Artist, Artisan, and Craftsperson

In my English class last semester, one of the major projects was to write an extended definition essay that focuses on the deeper meanings and implications of the word(s) chosen.  For my definition essay, I decided to research and discuss the differences in the terms: “artist,” “artisan,” and “craftsperson.” To top it all off, we had to write the essay, the edit it and add more to it. During the revision process, my essay was published in the Lost Art Press blog. Here is the link to the entry, my first version, and the comments that followed:

The whole blog is a blast to read and packed full of useful knowledge.

In the essay I refer to interviews I had the people like Roy Underhill, Chris Schwarz, and Peter Ross; as well as references to David Pye and even Plato (the second version becomes quite a trip down the rabbit hole).

You can read the essay here.

 artist artisan craftsperson 2

I would love to hear any feedback you have. I hope you enjoy!

-Matt Pelto


The Work I Do

As a continuation of my little bio, I think it would be apt to explain the kind of work and the kind of craft I do.

At this time, I am a traditional woodworker. I only use hand tools. I have a couple reasons for this choice (I will explain in more detail in a later post):

1) I feel more connected to the work and the wood through the hand tools as compared to power tools. Wood is a dynamic and (once) living material; the hand tools offer the feedback representative of the material being worked. It helps the wood communicate with me and me with the wood.

2) I don’t care for the dust and noise. I’m usually a pretty quiet person, and I get a bunch of noise at work, so i like to be able to come home and work in a quiet and clean (aired) environment.

3) I’m a poor college kid! While a good set of hand tools is expensive, the investment needed to do the kind of work that I want to do would require quite a chunk of change.

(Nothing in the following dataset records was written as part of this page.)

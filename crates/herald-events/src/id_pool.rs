//! Recycling allocator for listener registration ids.

/// Issues small `u32` ids and recycles freed ones.
///
/// Freed ids are handed back out most-recently-freed first. Releasing the
/// most recently issued id rolls the fresh counter back instead of recording
/// the id as reusable, which keeps the live id range dense where possible.
///
/// Not thread-safe; meant to be owned by a single allocator of handles, the
/// way [`EventSource`](crate::EventSource) scopes one pool per source.
/// Releasing the same mid-range id twice is not detected.
#[derive(Debug, Clone, Default, PartialEq, Eq)]
pub struct IdPool {
    start: u32,
    next: u32,
    free: Vec<u32>,
}

impl IdPool {
    /// Create a pool issuing ids from zero.
    #[must_use]
    pub fn new() -> Self {
        Self::with_start(0)
    }

    /// Create a pool issuing ids from `start`.
    #[must_use]
    pub fn with_start(start: u32) -> Self {
        Self {
            start,
            next: start,
            free: Vec::new(),
        }
    }

    /// Hand out an id, reusing a freed one when available.
    ///
    /// Reused ids come back most-recently-freed first; otherwise the fresh
    /// counter is returned and advanced.
    pub fn acquire(&mut self) -> u32 {
        if let Some(id) = self.free.pop() {
            return id;
        }
        let id = self.next;
        self.next = self.next.wrapping_add(1);
        id
    }

    /// Return `id` to the pool.
    ///
    /// Releasing the most recently issued id rolls the fresh counter back;
    /// releasing an id at or beyond the live range is ignored.
    pub fn release(&mut self, id: u32) {
        if self.next == id.wrapping_add(1) {
            self.next = id;
        } else if id < self.next {
            self.free.push(id);
        }
    }

    /// Forget all freed ids and restart issuing from the start offset.
    pub fn reset(&mut self) {
        self.next = self.start;
        self.free.clear();
    }

    /// Like [`reset`](Self::reset), but with a new start offset.
    pub fn reset_to(&mut self, start: u32) {
        self.start = start;
        self.reset();
    }
}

4) I also like the challenge, discipline, and reward of working with hand tools. I like to be able to say (not brag) that I was able to create something with my hands and a few basic tools.

These reasons don’t mean I don’t like machine work or don’t respect the people who work with them (I work next to my dad’s full set of power tools). The reasons I work this way are purely for me.

I also like hand tools because I like to make reproduction-esque furniture, and building it with hand tools just feels right. It’s like classical music played on the original instruments.

I have aspirations to, in addition to exploring various forms of woodcraft such as chairmaking, green woodworking, and turnery; pursue blacksmithing as well. But, that will have to wait until I can find some time and space.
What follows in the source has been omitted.